Sounding Shift

Sounding shift
the transitional core in everyday sound objects
Eduardo Abrantes

 

The accompanying sound piece is a meditation sparked by the question ““what is the contemporary sound object?”. It considers the omnipresence of sounds that signal, enact or impede pursuit, passage, access, alteration, or transformation, while inquiring into the nature, both sonic and conceptual, of their ability to invoke transitional situations.

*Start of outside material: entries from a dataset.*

//! Source file discovery

use crate::config::Config;
use ignore::overrides::OverrideBuilder;
use ignore::WalkBuilder;
use miette::{IntoDiagnostic, Result, WrapErr};
use std::path::{Path, PathBuf};
use tracing::debug;

const MANIFEST_FILE_NAME: &str = "AndroidManifest.xml";

/// Kind of file the analyzer understands
#[derive(Debug, Clone, Copy, PartialEq, Eq, Hash)]
pub enum FileType {
    Kotlin,
    Java,
    Manifest,
}

impl FileType {
    pub fn from_path(path: &Path) -> Option<Self> {
        if path.file_name().and_then(|n| n.to_str()) == Some(MANIFEST_FILE_NAME) {
            return Some(FileType::Manifest);
        }
        match path.extension().and_then(|e| e.to_str()) {
            Some("kt") => Some(FileType::Kotlin),
            Some("java") => Some(FileType::Java),
            _ => None,
        }
    }
}

#[derive(Debug, Clone, PartialEq, Eq)]
pub struct SourceFile {
    pub path: PathBuf,
    pub file_type: FileType,
}

impl SourceFile {
    pub fn new(path: PathBuf, file_type: FileType) -> Self {
        Self { path, file_type }
    }
}

/// Walks a project honoring `.gitignore`, configured targets and excludes
pub struct FileFinder<'a> {
    config: &'a Config,
}

impl<'a> FileFinder<'a> {
    pub fn new(config: &'a Config) -> Self {
        Self { config }
    }

    /// Every analyzable file under `root`, sorted by path
    pub fn find_files(&self, root: &Path) -> Result<Vec<SourceFile>> {
        let roots: Vec<PathBuf> = if self.config.targets.is_empty() {
            vec![root.to_path_buf()]
        } else {
            self.config
                .targets
                .iter()
                .map(|t| if t.is_absolute() { t.clone() } else { root.join(t) })
                .filter(|t| {
                    let exists = t.exists();
                    if !exists {
                        debug!("Target {} does not exist, skipping", t.display());
                    }
                    exists
                })
                .collect()
        };

        let mut overrides = OverrideBuilder::new(root);
        for pattern in &self.config.exclude {
            overrides
                .add(&format!("!{}", pattern))
                .into_diagnostic()
                .wrap_err_with(|| format!("Invalid exclude pattern '{}'", pattern))?;
        }
        let overrides = overrides.build().into_diagnostic()?;

        let mut files = Vec::new();
        for target in roots {
            let walker = WalkBuilder::new(&target)
                .require_git(false)
                .overrides(overrides.clone())
                .build();

            for entry in walker {
                let entry = match entry {
                    Ok(entry) => entry,
                    Err(e) => {
                        debug!("Walk error: {}", e);
                        continue;
                    }
                };
                if !entry.file_type().is_some_and(|t| t.is_file()) {
                    continue;
                }
                if let Some(file_type) = FileType::from_path(entry.path()) {
                    files.push(SourceFile::new(entry.into_path(), file_type));
                }
            }
        }

        files.sort_by(|a, b| a.path.cmp(&b.path));
        files.dedup_by(|a, b| a.path == b.path);
        debug!("Discovered {} files under {}", files.len(), root.display());
        Ok(files)
    }
}
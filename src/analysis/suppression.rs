use super::Finding;
use crate::graph::Graph;

const SUPPRESS_ANNOTATIONS: &[&str] = &["SuppressLint", "Suppress", "SuppressWarnings"];

/// True when a declaration enclosing the finding carries a suppression
/// annotation naming its code, its name or `all`
pub fn is_suppressed(graph: &Graph, finding: &Finding) -> bool {
    graph
        .enclosing_declarations(&finding.location)
        .into_iter()
        .flat_map(|decl| decl.annotations.iter())
        .filter(|a| SUPPRESS_ANNOTATIONS.iter().any(|name| a.is(name)))
        .flat_map(|a| a.string_values())
        .any(|value| {
            value.eq_ignore_ascii_case("all")
                || value.eq_ignore_ascii_case(finding.issue.code())
                || value == finding.issue.name()
        })
}

#[cfg(test)]
mod tests {
    use super::*;
    use crate::analysis::LintIssue;
    use crate::discovery::FileType;
    use crate::graph::GraphBuilder;
    use std::path::Path;

    fn graph(source: &str) -> Graph {
        let mut builder = GraphBuilder::new();
        builder
            .process_source(Path::new("Store.java"), FileType::Java, source)
            .unwrap();
        builder.build()
    }

    fn finding_at_call(graph: &Graph, issue: LintIssue) -> Finding {
        let call = &graph.calls()[0];
        Finding::new(issue, call.location.clone(), call.name.clone())
    }

    #[test]
    fn test_suppressed_by_code_on_method() {
        let graph = graph(
            r#"
class Store {
    @SuppressLint("AS001")
    String read() { return SystemProperties.get("x"); }
}
"#,
        );
        let finding = finding_at_call(&graph, LintIssue::SystemPropertiesUsage);
        assert!(is_suppressed(&graph, &finding));
    }

    #[test]
    fn test_suppressed_by_name_on_class() {
        let graph = graph(
            r#"
@SuppressLint({"NewApi", "AvoidSystemPropertiesUsage"})
class Store {
    String read() { return SystemProperties.get("x"); }
}
"#,
        );
        let finding = finding_at_call(&graph, LintIssue::SystemPropertiesUsage);
        assert!(is_suppressed(&graph, &finding));
    }

    #[test]
    fn test_other_rule_does_not_suppress() {
        let graph = graph(
            r#"
class Store {
    @SuppressLint("AS002")
    String read() { return SystemProperties.get("x"); }
}
"#,
        );
        let finding = finding_at_call(&graph, LintIssue::SystemPropertiesUsage);
        assert!(!is_suppressed(&graph, &finding));
    }
}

Examples abound, both in private and public spaces. From smartphone ringtones and chat pings to doors opening with wood-on-metal clangs, or sliding aside with a comforting swish after activation by thermal sensors; from a scripted service-minded vocal line such as “may I take your order”, to “hellos” and “goodbyes”, accented or flat, disclosing emotional turmoil or mere matter-of-fact habit; from a thunder crack announcing weather shift and checking behaviour, to the subtle electronic “welcome” or “restricted” sound queues pervasive in our contemporary sound worlds, which manage our paths while crossing territories, navigating airports, train stations, hospitals, etc.

Beyond the response they seek to achieve, and the product sheen and reliability they are supposed to enhance through consumer-oriented design, all these sounds voice transition of one sort or another. In our ever-changing acoustic surroundings, they emerge as instances – as “sonic events”, an expression arguably preferred to that of “sound objects” – of aural ritualization of shift. Their shifting potential, be it openly stated or designed to affect the listener while preserving a veil of unawareness and automatism, lies at the core of their sonorous identity, which, as is argued here, ubiquitously pervades and dominates the sonic meaning-making dynamics of our contemporary everyday.

On one hand, it is near impossible to discuss transition without inquiring into notions of territory. On the other hand, the possibilities and challenges associated with traversing territories are central aspects of the agency of the body. Since sound itself is a manifestation of movement – literally, the experiencing of vibrational processes – and bodies themselves are, according to philosopher Erin Manning, essentially “technologies of movement, of transposition”, we find the aurality of transition naturally conflated with the everyday territoriality of cohabitation.(1)

This discussion, and how it further connects to an expanded notion of skin as membrane, and the relationship between percussiveness and permeability, is presented in the sound piece through a dialogue with words borrowed from Erin Manning, Maxine Sheets-Johnstone, and Brandon Labelle, while under the influence of Peter Sloterdijk and Didier Anzieu.(2)

For close to fifteen minutes, the listener is invited to follow a voice that never strays far from monotone while presenting a sequence of lines of thought. Awkward and mine, this voice, unlike the required in the well-established talk-radio/podcast format, is not always clearly distinct from a background. Instead, it is most times emergent, sometimes displaced, other times overwhelmed, by an expansive and multi-layered sound field. As such, the piece is ideally meant to be experienced via over-the-ear headphones, due to its use of subtle interleaved stereo surround spatialization.

Construed as a counterpoint between discourse and soundscape, Sounding Shift (2016), however, is not an audio paper. Closer to a sound performance, it explores the possibility of conceptual excursions being activated by an intermingling with the aural tangibility of specific sound events. In other words, Sounding Shift aims to be an exercise in a kind of intent listening whose meaning ripens through association and resonance.

Endnotes:

(1) Erin Manning, Politics of Touch: Sense, Movement, Sovereignty (Minneapolis: University of Minnesota Press, 2007), 142.
(2) In order, other specific quotes referenced in the sound piece: Maxine Sheets-Johnstone, The Primacy of Movement, (Amsterdam: John Benjamins Publishing, 1999), 442.Brandon LaBelle, Lexicon of the Mouth: Poetics and Politics of Voice and the Oral Imaginary (New York: Bloomsbury, 2014), 10.


Eduardo Abrantes (b. 1979 in Lisbon, Portugal) is an artistic researcher, sound artist and filmmaker involved with phenomenology of sound, site-specific performative strategies and exploration of embodiment in relation to creative practices.

In January 2016 he concluded a joint PhD (Södertörns Högskola/Københavns Universitet/ Universidade Nova de Lisboa) titled “Voice and Presence”, and dealing with the notion of the human voice framed as a philosophical problem, the acoustics of the extended body in space and an intersubjective interpretation of the concept of sonic territories.

Currently based between Stockholm and Copenhagen, his recent practice has focused on the exploration of the dynamic crossing between sound and embodiment, mostly in the context of how everyday experience is enacted and brought into a heightened awareness through performative practice and strategies. Apart from his own self-directed work, he has been collaborating extensively as a freelance video-documentarist and field-recorder under the moniker “pairsofthree”, the story behind the name has to do with sheep and Iceland, he will tell it on demand.